The simulations of high PCl tissue thus fully reconstruct the experimental findings of Ferenczi et al. (2004) which showed that NKCC activity in skeletal muscle increased the volume of cells shrunken in hypertonic solutions only marginally, and instead depolarized cells sufficiently to compensate for the hyperpolarization otherwise seen in similarly treated muscle fibres in Cl−-free solutions (as Adrian, 1956), or in which the NKCC had been inhibited. It was therefore concluded that NKCC served to stabilize Em in skeletal muscle in hypertonic solutions, and the current findings correspond well with this conclusion. The relative magnitudes of the influence upon Vc and Em of cation–chloride cotransport in the high PCl simulation are close to those reported experimentally by Ferenczi et al. (2004). In each case, the magnitude of the influence upon Em is 2–3 times the magnitude of the influence upon Vc. Similarly, in the low PCl simulation, the magnitude of the influence of NKCC activity upon Em is < 20% of the magnitude of the change in Vc, compatible with the role of this transporter as a primarily volume regulatory mechanism in the majority of non-excitable tissues (Russell, 2000).
Finally, the effects of K+–Cl− cotransporter (KCC) activity (PKCC = 100) were also investigated (Fig. 9C). Its activity resulted in a slight reduction in [Cl−]i, although its activity was clearly limited by the initially low [Cl−]i. However, although this precluded significant volume decrease by this mechanism, there was a small (∼5 mV) hyperpolarization of Em. Higher or lower values of PKCC (1000 or 10) produced very similar changes to Vc and Em, reflecting the fact that activation of this transporter quickly equalizes the [K+]i[Cl−]i and [K+]e[Cl−]e products. Finally, Vc and Em returned to their original values on cessation of KCC activity.
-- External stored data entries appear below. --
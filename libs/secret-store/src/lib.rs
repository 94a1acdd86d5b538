//! Secret configuration store with caching and rotation support
//!
//! Narrow interface over a managed secret store: fetch a named JSON blob,
//! create or update it. The AWS Secrets Manager implementation adds a TTL
//! cache so hot paths never hit the network; the in-memory implementation
//! backs tests and local development.
//!
//! # Example
//!
//! ```no_run
//! use secret_store::{AwsSecretStore, SecretsProvider};
//!
//! #[tokio::main]
//! async fn main() -> Result<(), Box<dyn std::error::Error>> {
//!     let store = AwsSecretStore::new().await?;
//!     let bundle = store.get_secret("prod/auth/jwt-secrets").await?;
//!     println!("fetched {} bytes", bundle.len());
//!     Ok(())
//! }
//! ```

use anyhow::Result;
use async_trait::async_trait;
use aws_config::BehaviorVersion;
use aws_sdk_secretsmanager::Client as SecretsClient;
use moka::future::Cache;
use serde::{Deserialize, Serialize};
use std::collections::HashMap;
use std::time::Duration;
use thiserror::Error;
use tracing::{debug, info};

#[derive(Error, Debug)]
pub enum SecretError {
    #[error("Secret not found: {0}")]
    NotFound(String),

    #[error("Access denied to secret: {0}")]
    AccessDenied(String),

    #[error("Invalid secret format: {0}")]
    InvalidFormat(String),

    #[error("Secret store error: {0}")]
    Backend(String),
}

/// Signing material for the token service: one secret per token class.
/// Compromise of the access secret must not unlock refresh tokens, so the
/// two are never derived from each other.
#[derive(Debug, Clone, Serialize, Deserialize)]
pub struct JwtSecretBundle {
    pub access_secret: String,
    pub refresh_secret: String,
    pub issuer: String,
    pub rotated_at: Option<chrono::DateTime<chrono::Utc>>,
}

impl JwtSecretBundle {
    pub fn from_json(json: &str) -> Result<Self, SecretError> {
        serde_json::from_str(json).map_err(|e| {
            SecretError::InvalidFormat(format!("failed to parse JWT secret bundle: {e}"))
        })
    }

    pub fn to_json(&self) -> Result<String, SecretError> {
        serde_json::to_string(self).map_err(|e| {
            SecretError::InvalidFormat(format!("failed to serialize JWT secret bundle: {e}"))
        })
    }
}

/// Narrow secret-store contract consumed by the security config service.
#[async_trait]
pub trait SecretsProvider: Send + Sync {
    /// Fetch a named secret blob.
    async fn get_secret(&self, name: &str) -> Result<String, SecretError>;

    /// Create the secret if it does not exist, otherwise replace its value.
    async fn put_secret(&self, name: &str, value: &str) -> Result<(), SecretError>;

    /// Drop any cached value for `name`; the next read refetches.
    async fn invalidate(&self, name: &str);

    /// Drop every cached value.
    async fn invalidate_all(&self);
}

/// AWS Secrets Manager client with a TTL cache in front of it.
pub struct AwsSecretStore {
    client: SecretsClient,
    cache: Cache<String, String>,
}

impl AwsSecretStore {
    /// Create a store with the default 5 minute cache TTL.
    ///
    /// AWS credentials come from the environment, the credentials file, or
    /// the instance/pod role, in the SDK's usual resolution order.
    pub async fn new() -> Result<Self> {
        Self::with_cache_ttl(Duration::from_secs(300)).await
    }

    pub async fn with_cache_ttl(cache_ttl: Duration) -> Result<Self> {
        let config = aws_config::load_defaults(BehaviorVersion::latest()).await;
        let client = SecretsClient::new(&config);

        let cache = Cache::builder()
            .max_capacity(100)
            .time_to_live(cache_ttl)
            .build();

        info!(ttl = ?cache_ttl, "initialized AWS secret store");
        Ok(Self { client, cache })
    }

    async fn fetch(&self, name: &str) -> Result<String, SecretError> {
        let response = self
            .client
            .get_secret_value()
            .secret_id(name)
            .send()
            .await
            .map_err(|e| classify_aws_error(name, &e.to_string()))?;

        let value = response
            .secret_string()
            .ok_or_else(|| {
                SecretError::InvalidFormat("secret is binary, not string".to_string())
            })?
            .to_string();

        self.cache.insert(name.to_string(), value.clone()).await;
        debug!(secret_name = %name, "secret fetched and cached");
        Ok(value)
    }
}

fn classify_aws_error(name: &str, message: &str) -> SecretError {
    if message.contains("ResourceNotFoundException") {
        SecretError::NotFound(name.to_string())
    } else if message.contains("AccessDeniedException") {
        SecretError::AccessDenied(name.to_string())
    } else {
        SecretError::Backend(message.to_string())
    }
}

#[async_trait]
impl SecretsProvider for AwsSecretStore {
    async fn get_secret(&self, name: &str) -> Result<String, SecretError> {
        if let Some(cached) = self.cache.get(name).await {
            debug!(secret_name = %name, "secret served from cache");
            return Ok(cached);
        }
        self.fetch(name).await
    }

    async fn put_secret(&self, name: &str, value: &str) -> Result<(), SecretError> {
        // Update first; fall back to create when the secret has never existed.
        let update = self
            .client
            .update_secret()
            .secret_id(name)
            .secret_string(value)
            .send()
            .await;

        if let Err(e) = update {
            let message = e.to_string();
            if !message.contains("ResourceNotFoundException") {
                return Err(classify_aws_error(name, &message));
            }
            self.client
                .create_secret()
                .name(name)
                .secret_string(value)
                .send()
                .await
                .map_err(|e| classify_aws_error(name, &e.to_string()))?;
        }

        self.cache.invalidate(name).await;
        info!(secret_name = %name, "secret written");
        Ok(())
    }

    async fn invalidate(&self, name: &str) {
        self.cache.invalidate(name).await;
        info!(secret_name = %name, "secret cache invalidated");
    }

    async fn invalidate_all(&self) {
        self.cache.invalidate_all();
        info!("all secret caches invalidated");
    }
}

/// In-memory provider for tests and local development. No TTL: values are
/// visible immediately after `put_secret`.
#[derive(Default)]
pub struct MemorySecretStore {
    secrets: tokio::sync::RwLock<HashMap<String, String>>,
}

impl MemorySecretStore {
    pub fn new() -> Self {
        Self::default()
    }

    pub async fn seed(self, name: &str, value: &str) -> Self {
        self.secrets
            .write()
            .await
            .insert(name.to_string(), value.to_string());
        self
    }
}

#[async_trait]
impl SecretsProvider for MemorySecretStore {
    async fn get_secret(&self, name: &str) -> Result<String, SecretError> {
        self.secrets
            .read()
            .await
            .get(name)
            .cloned()
            .ok_or_else(|| SecretError::NotFound(name.to_string()))
    }

    async fn put_secret(&self, name: &str, value: &str) -> Result<(), SecretError> {
        self.secrets
            .write()
            .await
            .insert(name.to_string(), value.to_string());
        Ok(())
    }

    async fn invalidate(&self, _name: &str) {}

    async fn invalidate_all(&self) {}
}

#[cfg(test)]
mod tests {
    use super::*;

    #[test]
    fn jwt_bundle_parsing() {
        let json = r#"{
            "access_secret": "access-key-material",
            "refresh_secret": "refresh-key-material",
            "issuer": "draftpress",
            "rotated_at": null
        }"#;

        let bundle = JwtSecretBundle::from_json(json).unwrap();
        assert_eq!(bundle.access_secret, "access-key-material");
        assert_eq!(bundle.refresh_secret, "refresh-key-material");
        assert_eq!(bundle.issuer, "draftpress");
        assert!(bundle.rotated_at.is_none());
    }

    #[test]
    fn jwt_bundle_parsing_invalid() {
        assert!(JwtSecretBundle::from_json(r#"{"invalid": "json"}"#).is_err());
    }

    #[test]
    fn jwt_bundle_round_trip() {
        let bundle = JwtSecretBundle {
            access_secret: "a".to_string(),
            refresh_secret: "r".to_string(),
            issuer: "draftpress".to_string(),
            rotated_at: Some(chrono::Utc::now()),
        };
        let parsed = JwtSecretBundle::from_json(&bundle.to_json().unwrap()).unwrap();
        assert_eq!(parsed.access_secret, "a");
        assert_eq!(parsed.refresh_secret, "r");
    }

    #[tokio::test]
    async fn memory_store_round_trip() {
        let store = MemorySecretStore::new();
        assert!(matches!(
            store.get_secret("missing").await,
            Err(SecretError::NotFound(_))
        ));

        store.put_secret("auth/jwt", "{}").await.unwrap();
        assert_eq!(store.get_secret("auth/jwt").await.unwrap(), "{}");
    }
}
Organic anion fluxes result in significant and sustained changes to cell volume without causing sustained changes to Em
Cation–chloride cotransport thus appeared unable to significantly change Vc in skeletal muscle due to the high PCl, and was unable to produce Vc changes that were sustained following cessation of cotransport activity, with the rate of recovery to resting Vc influenced by PCl. Instead, they caused significant, although similarly unsustained, changes to Em, resulting primarily from the effect of changes to [Cl−]i.
In contrast, volume-sensitive organic anion fluxes have been implicated in the volume regulatory process in a variety of excitable tissues, including cardiac muscle (Rasmusson et al. 1993), barnacle muscle (Pena-Rasgado et al. 2001) and hippocampal neurones (Pasantes-Morales et al. 2000; Olson et al. 2003). Their contributions to volume and Em regulation were accordingly investigated by introducing a term to the model reflecting a small permeability to X−i (PX). Figure 10 demonstrates that introduction of PX = 0.0001 resulted in gradual volume reduction accompanied by a small depolarization of Em. However, in contrast to the effect of cation–chloride cotransport activity, this volume reduction could continue indefinitely, while Em stabilized at this slightly depolarized value. Most significantly, reduction of PX back to zero resulted in a return of Em and all intracellular ionic concentrations to normal, but at a significantly reduced Vc. Furthermore, linkage of organic anion fluxes to cation fluxes (Schultz & Curran, 1970; Hudson & Schultz, 1984, 1988), using electroneutral cotransport models analogous to that used for the cation–chloride cotransporters, allowed volume decrease or increase without the transient Em shift that resulted from organic anion flux alone (data not shown). However, at cessation of the activity of such transporters, the steady state values of Vc and Em were determined solely by the magnitude of the change in X−i and zX, and were not influenced by the accompanying cation flux. Finally, organic ion influx similarly resulted in sustained volume increase without Em change (data not shown).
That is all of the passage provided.